As if to reinforce what I had written about Thai movies just a couple of days ago, the first Thai movie to get a U.S. DVD release is a genre film, marketed primarily for enthusiasts of films devoted to extreme martial arts. Essentially, the plot involves a man, or group of men, who are put in an arena to fight it out, usually with no rules, until the lone survivor is declared the winner. There may be a sub-plot involving one of the men being put in this situation reluctantly or by force, and having some kind of altruistic motivation for kicking the shit or murdering his opponent(s). That Lionsgate has brought Fireball for DVD for a specific audience was made clear by the trailers for their other releases, two of which had virtually the same plot and cast.

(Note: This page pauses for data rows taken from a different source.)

//! Event service implementation
//!
//! Creation, creator-only mutation, and participant management for events.
//! Every change to an event's participants is mirrored on the user's
//! `participating_events` list.

use tracing::{debug, info};
use uuid::Uuid;

use super::in_list_order;
use super::membership::{
    ensure_capacity, ensure_capacity_fits, partial_write, reciprocal_written, target_inserted,
    target_removed,
};
use crate::config::PaginationConfig;
use crate::database::DatabaseService;
use crate::models::{CreateEventRequest, Event, PageRequest, UpdateEventRequest, User, UserList};
use crate::utils::errors::{GatherError, MembershipTarget, Result};
use crate::utils::logging::log_event_action;

#[derive(Clone)]
pub struct EventService {
    db: DatabaseService,
    pagination: PaginationConfig,
}

impl EventService {
    /// Create a new EventService instance
    pub fn new(db: DatabaseService, pagination: PaginationConfig) -> Self {
        Self { db, pagination }
    }

    /// Create an event and record it on the creator's `created_events`
    pub async fn create_event(&self, creator_id: Uuid, request: CreateEventRequest) -> Result<Event> {
        let event = Event::new(creator_id, request.validate()?);
        debug!(event_id = %event.id, creator_id = %creator_id, "Creating event");

        self.db.events.insert(&event).await?;

        let back_link = self
            .db
            .users
            .add_to_list(creator_id, UserList::CreatedEvents, event.id)
            .await;
        reciprocal_written("create_event", MembershipTarget::Event(event.id), creator_id, back_link)?;

        log_event_action(event.id, "create", creator_id, Some(event.title.as_str()));
        Ok(event)
    }

    pub async fn get_event(&self, event_id: Uuid) -> Result<Event> {
        debug!(event_id = %event_id, "Getting event by ID");
        self.db
            .events
            .find_by_id(event_id)
            .await?
            .ok_or(GatherError::EventNotFound { event_id })
    }

    /// List events ordered by date
    pub async fn list_events(&self, page: PageRequest) -> Result<Vec<Event>> {
        let (limit, offset) = page.resolve(&self.pagination)?;
        self.db.events.list(limit, offset).await
    }

    pub async fn events_by_creator(&self, creator_id: Uuid) -> Result<Vec<Event>> {
        self.db.events.list_by_creator(creator_id).await
    }

    /// Update an event; only its creator may do this
    pub async fn update_event(
        &self,
        actor_id: Uuid,
        event_id: Uuid,
        request: UpdateEventRequest,
    ) -> Result<Event> {
        let request = request.validate()?;
        let event = self.owned_event(actor_id, event_id).await?;
        ensure_capacity_fits(
            MembershipTarget::Event(event_id),
            request.max_participants,
            event.participants.len(),
        )?;

        let updated = self
            .db
            .events
            .update(event_id, &request)
            .await?
            .ok_or(GatherError::EventNotFound { event_id })?;

        log_event_action(event_id, "update", actor_id, None);
        Ok(updated)
    }

    /// Delete an event and unlink it from every user; only its creator may do this
    pub async fn delete_event(&self, actor_id: Uuid, event_id: Uuid) -> Result<()> {
        let event = self.owned_event(actor_id, event_id).await?;
        purge_event(&self.db, &event).await?;

        log_event_action(event_id, "delete", actor_id, None);
        Ok(())
    }

    /// Add a user to an event's participants
    pub async fn join_event(&self, user_id: Uuid, event_id: Uuid) -> Result<Event> {
        let target = MembershipTarget::Event(event_id);
        let mut event = self.get_event(event_id).await?;

        ensure_capacity(target, event.is_full(), event.max_participants)?;
        if event.participants.contains(&user_id) {
            return Err(GatherError::AlreadyMember { target });
        }

        target_inserted(target, self.db.events.add_participant(event_id, user_id).await?)?;
        let reciprocal = self
            .db
            .users
            .add_to_list(user_id, UserList::ParticipatingEvents, event_id)
            .await;
        reciprocal_written("join_event", target, user_id, reciprocal)?;

        event.participants.push(user_id);
        log_event_action(event_id, "join", user_id, None);
        Ok(event)
    }

    /// Remove a user from an event's participants
    pub async fn leave_event(&self, user_id: Uuid, event_id: Uuid) -> Result<Event> {
        let target = MembershipTarget::Event(event_id);
        let mut event = self.get_event(event_id).await?;

        if !event.participants.contains(&user_id) {
            return Err(GatherError::NotMember { target });
        }

        target_removed(target, self.db.events.remove_participant(event_id, user_id).await?)?;
        let reciprocal = self
            .db
            .users
            .remove_from_list(user_id, UserList::ParticipatingEvents, event_id)
            .await;
        reciprocal_written("leave_event", target, user_id, reciprocal)?;

        event.participants.retain(|id| *id != user_id);
        log_event_action(event_id, "leave", user_id, None);
        Ok(event)
    }

    /// Users participating in an event, in join order
    pub async fn participants(&self, event_id: Uuid) -> Result<Vec<User>> {
        let event = self.get_event(event_id).await?;
        let users = self.db.users.find_many(&event.participants).await?;
        Ok(in_list_order(&event.participants, users, |user| user.id))
    }

    async fn owned_event(&self, actor_id: Uuid, event_id: Uuid) -> Result<Event> {
        let event = self.get_event(event_id).await?;
        if event.creator_id != actor_id {
            return Err(GatherError::PermissionDenied(
                "Only the creator can modify this event".to_string(),
            ));
        }
        Ok(event)
    }
}

/// Delete an event document, then pull its id from every user that references it
pub(crate) async fn purge_event(db: &DatabaseService, event: &Event) -> Result<()> {
    if !db.events.delete(event.id).await? {
        return Err(GatherError::EventNotFound { event_id: event.id });
    }

    let unlinked: Result<u64> = async {
        let participants = db
            .users
            .remove_from_all(UserList::ParticipatingEvents, event.id)
            .await?;
        db.users
            .remove_from_list(event.creator_id, UserList::CreatedEvents, event.id)
            .await?;
        Ok(participants)
    }
    .await;

    match unlinked {
        Ok(participants) => {
            info!(event_id = %event.id, participants = participants, "Event deleted and unlinked");
            Ok(())
        }
        Err(error) => Err(partial_write(
            "delete_event",
            MembershipTarget::Event(event.id),
            event.creator_id,
            error,
        )),
    }
}

#[cfg(test)]
mod tests {
    use super::*;
    use crate::models::ProfileFields;
    use assert_matches::assert_matches;
    use chrono::Utc;

    async fn setup() -> (EventService, DatabaseService, Uuid) {
        let db = DatabaseService::in_memory();
        let creator = User::new("host@example.com".into(), "hash".into(), ProfileFields::default());
        db.users.insert(&creator).await.unwrap();
        let service = EventService::new(
            db.clone(),
            PaginationConfig { default_limit: 100, max_limit: 100 },
        );
        (service, db, creator.id)
    }

    async fn add_user(db: &DatabaseService, email: &str) -> Uuid {
        let user = User::new(email.into(), "hash".into(), ProfileFields::default());
        db.users.insert(&user).await.unwrap();
        user.id
    }

    fn request(max_participants: i32) -> CreateEventRequest {
        CreateEventRequest {
            title: "Board games".to_string(),
            description: None,
            date: Utc::now(),
            location: "Library".to_string(),
            event_type: "social".to_string(),
            requirements: None,
            max_participants,
        }
    }

    #[tokio::test]
    async fn test_create_links_creator() {
        let (service, db, creator) = setup().await;
        let event = service.create_event(creator, request(4)).await.unwrap();

        assert!(event.participants.is_empty());
        let user = db.users.find_by_id(creator).await.unwrap().unwrap();
        assert_eq!(user.created_events, vec![event.id]);
    }

    #[tokio::test]
    async fn test_join_and_leave_update_both_sides() {
        let (service, db, creator) = setup().await;
        let event = service.create_event(creator, request(4)).await.unwrap();
        let guest = add_user(&db, "guest@example.com").await;

        let joined = service.join_event(guest, event.id).await.unwrap();
        assert_eq!(joined.participants, vec![guest]);
        let user = db.users.find_by_id(guest).await.unwrap().unwrap();
        assert_eq!(user.participating_events, vec![event.id]);

        assert_matches!(
            service.join_event(guest, event.id).await,
            Err(GatherError::AlreadyMember { .. })
        );

        service.leave_event(guest, event.id).await.unwrap();
        let user = db.users.find_by_id(guest).await.unwrap().unwrap();
        assert!(user.participating_events.is_empty());
        assert_matches!(
            service.leave_event(guest, event.id).await,
            Err(GatherError::NotMember { .. })
        );
    }

    #[tokio::test]
    async fn test_only_creator_may_update() {
        let (service, db, creator) = setup().await;
        let event = service.create_event(creator, request(4)).await.unwrap();
        let other = add_user(&db, "other@example.com").await;

        let change = UpdateEventRequest { title: Some("Chess".into()), ..Default::default() };
        assert_matches!(
            service.update_event(other, event.id, change.clone()).await,
            Err(GatherError::PermissionDenied(_))
        );
        assert_matches!(
            service.update_event(creator, Uuid::new_v4(), change.clone()).await,
            Err(GatherError::EventNotFound { .. })
        );

        let updated = service.update_event(creator, event.id, change).await.unwrap();
        assert_eq!(updated.title, "Chess");
    }

    #[tokio::test]
    async fn test_capacity_cannot_drop_below_participants() {
        let (service, db, creator) = setup().await;
        let event = service.create_event(creator, request(3)).await.unwrap();
        for email in ["a@example.com", "b@example.com"] {
            let id = add_user(&db, email).await;
            service.join_event(id, event.id).await.unwrap();
        }

        let shrink = UpdateEventRequest { max_participants: Some(1), ..Default::default() };
        assert_matches!(
            service.update_event(creator, event.id, shrink).await,
            Err(GatherError::CapacityBelowMembers { requested: 1, current: 2, .. })
        );
    }

    #[tokio::test]
    async fn test_delete_unlinks_participants() {
        let (service, db, creator) = setup().await;
        let event = service.create_event(creator, request(4)).await.unwrap();
        let guest = add_user(&db, "guest@example.com").await;
        service.join_event(guest, event.id).await.unwrap();

        service.delete_event(creator, event.id).await.unwrap();

        assert!(db.events.find_by_id(event.id).await.unwrap().is_none());
        let guest = db.users.find_by_id(guest).await.unwrap().unwrap();
        assert!(guest.participating_events.is_empty());
        let creator = db.users.find_by_id(creator).await.unwrap().unwrap();
        assert!(creator.created_events.is_empty());
    }
}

Tai is released from prison under mysterious circumstances when his bail is paid. He finds his twin brother, Tan, in a coma. Tan's girlfriend, Pang, says that Tan attributed his many injuries to a basketball game. Tai goes wandering around under the Bangkok highways to find several pickup basketball games. To make one of the teams, instead of shooting hoops, he has to demonstrate his fighting skill. Making everyone believe he is actually, Tan, Tai becomes involved with an undergound league that plays Fireball, a combination of basketball and muay thai boxing, run by a consortium of gangsters. Tai's goal is to find out who nearly killed his brother, and to make enough money to pay for an expensive operation.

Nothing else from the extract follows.